What lines of the material below include the string "Unauthorized"? Copy all of them.

## INFORMATION PROVIDED
★ ★ ★ ★

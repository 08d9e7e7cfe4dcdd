// MCP protocol types and definitions (JSON-RPC 2.0 over stdio)

use serde::{Deserialize, Serialize};
use serde_json::{Map, Value};
use toolgate_core::{DispatchError, ErrorKind, ToolDescriptor};

pub const JSONRPC_VERSION: &str = "2.0";
pub const PROTOCOL_VERSION: &str = "2024-11-05";

/// JSON-RPC 2.0 Request
#[derive(Debug, Clone, Serialize, Deserialize)]
pub struct JsonRpcRequest {
    pub jsonrpc: String,
    #[serde(default, skip_serializing_if = "Option::is_none")]
    pub id: Option<Value>,
    pub method: String,
    #[serde(default, skip_serializing_if = "Option::is_none")]
    pub params: Option<Value>,
}

impl JsonRpcRequest {
    pub fn new(id: impl Into<Value>, method: impl Into<String>, params: Value) -> Self {
        Self {
            jsonrpc: JSONRPC_VERSION.to_string(),
            id: Some(id.into()),
            method: method.into(),
            params: Some(params),
        }
    }

    /// Requests without an id expect no response
    pub fn is_notification(&self) -> bool {
        self.id.is_none()
    }
}

/// JSON-RPC 2.0 Response
#[derive(Debug, Clone, PartialEq, Serialize, Deserialize)]
pub struct JsonRpcResponse {
    pub jsonrpc: String,
    pub id: Value,
    #[serde(skip_serializing_if = "Option::is_none")]
    pub result: Option<Value>,
    #[serde(skip_serializing_if = "Option::is_none")]
    pub error: Option<JsonRpcError>,
}

impl JsonRpcResponse {
    pub fn success(id: Value, result: Value) -> Self {
        Self {
            jsonrpc: JSONRPC_VERSION.to_string(),
            id,
            result: Some(result),
            error: None,
        }
    }

    pub fn error(id: Value, error: JsonRpcError) -> Self {
        Self {
            jsonrpc: JSONRPC_VERSION.to_string(),
            id,
            result: None,
            error: Some(error),
        }
    }
}

/// JSON-RPC 2.0 Error
#[derive(Debug, Clone, PartialEq, Serialize, Deserialize)]
pub struct JsonRpcError {
    pub code: i32,
    pub message: String,
    #[serde(skip_serializing_if = "Option::is_none")]
    pub data: Option<Value>,
}

impl JsonRpcError {
    pub const PARSE_ERROR: i32 = -32700;
    pub const INVALID_REQUEST: i32 = -32600;
    pub const METHOD_NOT_FOUND: i32 = -32601;
    pub const INVALID_PARAMS: i32 = -32602;
    pub const INTERNAL_ERROR: i32 = -32603;
    pub const NOT_FOUND: i32 = -32004;
    pub const TIMEOUT: i32 = -32008;

    pub fn parse_error() -> Self {
        Self::custom(Self::PARSE_ERROR, "Parse error")
    }

    pub fn invalid_request() -> Self {
        Self::custom(Self::INVALID_REQUEST, "Invalid Request")
    }

    pub fn method_not_found(method: &str) -> Self {
        Self::custom(Self::METHOD_NOT_FOUND, format!("Method not found: {}", method))
    }

    pub fn invalid_params(message: impl Into<String>) -> Self {
        Self::custom(Self::INVALID_PARAMS, message)
    }

    pub fn custom(code: i32, message: impl Into<String>) -> Self {
        Self {
            code,
            message: message.into(),
            data: None,
        }
    }

    /// Map a dispatch failure, keeping its kind and field in `data`
    pub fn from_dispatch(err: &DispatchError) -> Self {
        let code = match err.kind() {
            ErrorKind::NotFound => Self::NOT_FOUND,
            ErrorKind::ValidationError | ErrorKind::CursorError => Self::INVALID_PARAMS,
            ErrorKind::Timeout => Self::TIMEOUT,
            // Unauthorized and RateLimited never arise on the pipe
            ErrorKind::Unauthorized | ErrorKind::RateLimited | ErrorKind::Internal => {
                Self::INTERNAL_ERROR
            }
        };

        let body = err.to_body();
        let mut data = Map::new();
        data.insert("kind".to_string(), Value::String(body.kind.to_string()));
        if let Some(field) = body.field {
            data.insert("field".to_string(), Value::String(field));
        }

        Self {
            code,
            message: body.message,
            data: Some(Value::Object(data)),
        }
    }
}

// MCP-specific protocol messages

/// List tools response
#[derive(Debug, Clone, Serialize, Deserialize)]
pub struct ListToolsResult {
    pub tools: Vec<ToolDescriptor>,
}

/// Call tool request params
#[derive(Debug, Clone, Serialize, Deserialize)]
pub struct CallToolParams {
    pub name: String,
    #[serde(default)]
    pub arguments: Map<String, Value>,
    #[serde(default, skip_serializing_if = "Option::is_none")]
    pub cursor: Option<String>,
}

/// Call tool response
#[derive(Debug, Clone, Serialize, Deserialize)]
#[serde(rename_all = "camelCase")]
pub struct CallToolResult {
    pub content: Vec<ToolContent>,
    #[serde(skip_serializing_if = "Option::is_none")]
    pub structured_content: Option<Value>,
    #[serde(skip_serializing_if = "Option::is_none")]
    pub is_error: Option<bool>,
}

impl CallToolResult {
    /// Wrap a payload as both text and structured content
    pub fn from_payload(payload: Value) -> Self {
        let text = serde_json::to_string_pretty(&payload).unwrap_or_else(|_| payload.to_string());
        Self {
            content: vec![ToolContent::text(text)],
            structured_content: Some(payload),
            is_error: None,
        }
    }
}

#[derive(Debug, Clone, Serialize, Deserialize)]
#[serde(tag = "type")]
pub enum ToolContent {
    #[serde(rename = "text")]
    Text { text: String },
}

impl ToolContent {
    pub fn text(text: impl Into<String>) -> Self {
        Self::Text { text: text.into() }
    }
}

/// Initialize request params
#[derive(Debug, Clone, Serialize, Deserialize)]
pub struct InitializeParams {
    #[serde(rename = "protocolVersion")]
    pub protocol_version: String,
    #[serde(default)]
    pub capabilities: Value,
    #[serde(rename = "clientInfo", default, skip_serializing_if = "Option::is_none")]
    pub client_info: Option<ClientInfo>,
}

#[derive(Debug, Clone, Serialize, Deserialize)]
pub struct ClientInfo {
    pub name: String,
    pub version: String,
}

/// Initialize response
#[derive(Debug, Clone, Serialize, Deserialize)]
pub struct InitializeResult {
    #[serde(rename = "protocolVersion")]
    pub protocol_version: String,
    pub capabilities: ServerCapabilities,
    #[serde(rename = "serverInfo")]
    pub server_info: ServerInfo,
}

#[derive(Debug, Clone, Serialize, Deserialize)]
pub struct ServerCapabilities {
    pub tools: Option<ToolsCapability>,
}

#[derive(Debug, Clone, Serialize, Deserialize)]
pub struct ToolsCapability {
    #[serde(rename = "listChanged")]
    pub list_changed: bool,
}

#[derive(Debug, Clone, Serialize, Deserialize)]
pub struct ServerInfo {
    pub name: String,
    pub version: String,
}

★ ★ ★ ★

## ANSWER SECTION
            // Unauthorized and RateLimited never arise on the pipe
            ErrorKind::Unauthorized | ErrorKind::RateLimited | ErrorKind::Internal => {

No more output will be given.